▶ [Problem statement] Which lines in the data below contain the word "CharacterViewDto"? Copy each of them.

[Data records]
☆ ☆ ☆ ☆ ☆

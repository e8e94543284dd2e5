use std::collections::BTreeMap;

use chrono::{DateTime, Utc};
use serde::{Deserialize, Serialize};

use crate::application::services::{SyncState, SyncStatus};
use crate::domain::aggregates::CharacterSheet;
use crate::domain::services::SkillCheck;

#[derive(Debug, Clone, Serialize, Deserialize, PartialEq, Eq)]
#[serde(rename_all = "camelCase")]
pub struct AttributeViewDto {
    pub name: String,
    pub value: u32,
    pub modifier: i32,
}

#[derive(Debug, Clone, Serialize, Deserialize, PartialEq, Eq)]
#[serde(rename_all = "camelCase")]
pub struct SkillViewDto {
    pub name: String,
    pub attribute_modifier: String,
    pub points: u32,
    pub modifier: i32,
    pub total: i64,
}

#[derive(Debug, Clone, Serialize, Deserialize, PartialEq, Eq)]
#[serde(rename_all = "camelCase")]
pub struct ClassViewDto {
    pub name: String,
    pub requirements: BTreeMap<String, u32>,
    pub eligible: bool,
    pub selected: bool,
}

#[derive(Debug, Clone, Copy, PartialEq, Eq, Serialize, Deserialize)]
#[serde(rename_all = "snake_case")]
pub enum SyncStateDto {
    NotLoaded,
    Loading,
    Loaded,
    Dirty,
    Saving,
}

impl From<SyncState> for SyncStateDto {
    fn from(value: SyncState) -> Self {
        match value {
            SyncState::NotLoaded => Self::NotLoaded,
            SyncState::Loading => Self::Loading,
            SyncState::Loaded => Self::Loaded,
            SyncState::Dirty => Self::Dirty,
            SyncState::Saving => Self::Saving,
        }
    }
}

#[derive(Debug, Clone, Serialize, Deserialize, PartialEq)]
#[serde(rename_all = "camelCase")]
pub struct SyncStatusDto {
    pub state: SyncStateDto,
    pub last_saved_at: Option<DateTime<Utc>>,
    pub last_error: Option<String>,
    pub saves: u64,
    pub suppressed_saves: u64,
}

impl From<SyncStatus> for SyncStatusDto {
    fn from(value: SyncStatus) -> Self {
        Self {
            state: value.state.into(),
            last_saved_at: value.last_saved_at,
            last_error: value.last_error,
            saves: value.saves,
            suppressed_saves: value.suppressed_saves,
        }
    }
}

/// Everything a client needs to render the builder and disable controls
#[derive(Debug, Clone, Serialize, Deserialize, PartialEq)]
#[serde(rename_all = "camelCase")]
pub struct CharacterViewDto {
    pub total_points: u64,
    pub skill_budget: i32,
    pub skill_points_spent: u64,
    pub available_skill_points: u64,
    pub attributes: Vec<AttributeViewDto>,
    pub skills: Vec<SkillViewDto>,
    pub classes: Vec<ClassViewDto>,
    pub selected_class: Option<String>,
    pub sync: SyncStatusDto,
}

impl CharacterViewDto {
    pub fn from_sheet(sheet: &CharacterSheet, sync: SyncStatus) -> Self {
        let attributes = sheet
            .attributes()
            .iter()
            .map(|(name, value)| AttributeViewDto {
                name: name.to_string(),
                value,
                modifier: sheet.attributes().modifier(name).unwrap_or_default(),
            })
            .collect();

        let skills = sheet
            .catalog()
            .skills
            .iter()
            .map(|skill| SkillViewDto {
                name: skill.name.clone(),
                attribute_modifier: skill.attribute_modifier.clone(),
                points: sheet.skills().get(&skill.name).unwrap_or(0),
                modifier: sheet.governing_modifier(skill),
                total: sheet.skill_total(skill),
            })
            .collect();

        let classes = sheet
            .class_eligibility()
            .map(|(class, eligible)| ClassViewDto {
                name: class.name.clone(),
                requirements: class.requirements.clone(),
                eligible,
                selected: sheet.selected_class() == Some(class.name.as_str()),
            })
            .collect();

        Self {
            total_points: sheet.attributes().total_points(),
            skill_budget: sheet.skill_budget(),
            skill_points_spent: sheet.skills().total_spent(),
            available_skill_points: sheet.available_skill_points(),
            attributes,
            skills,
            classes,
            selected_class: sheet.selected_class().map(str::to_string),
            sync: sync.into(),
        }
    }
}

#[derive(Debug, Clone, Serialize, Deserialize, PartialEq, Eq)]
#[serde(rename_all = "camelCase")]
pub struct SkillCheckDto {
    pub skill: String,
    pub dc: i64,
    pub roll: u32,
    pub skill_total: i64,
    pub total: i64,
    pub success: bool,
}

impl From<SkillCheck> for SkillCheckDto {
    fn from(value: SkillCheck) -> Self {
        Self {
            skill: value.skill,
            dc: value.dc,
            roll: value.roll,
            skill_total: value.skill_total,
            total: value.total,
            success: value.success,
        }
    }
}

☆ ☆ ☆ ☆ ☆

▶ [Written reply]
pub struct CharacterViewDto {
impl CharacterViewDto {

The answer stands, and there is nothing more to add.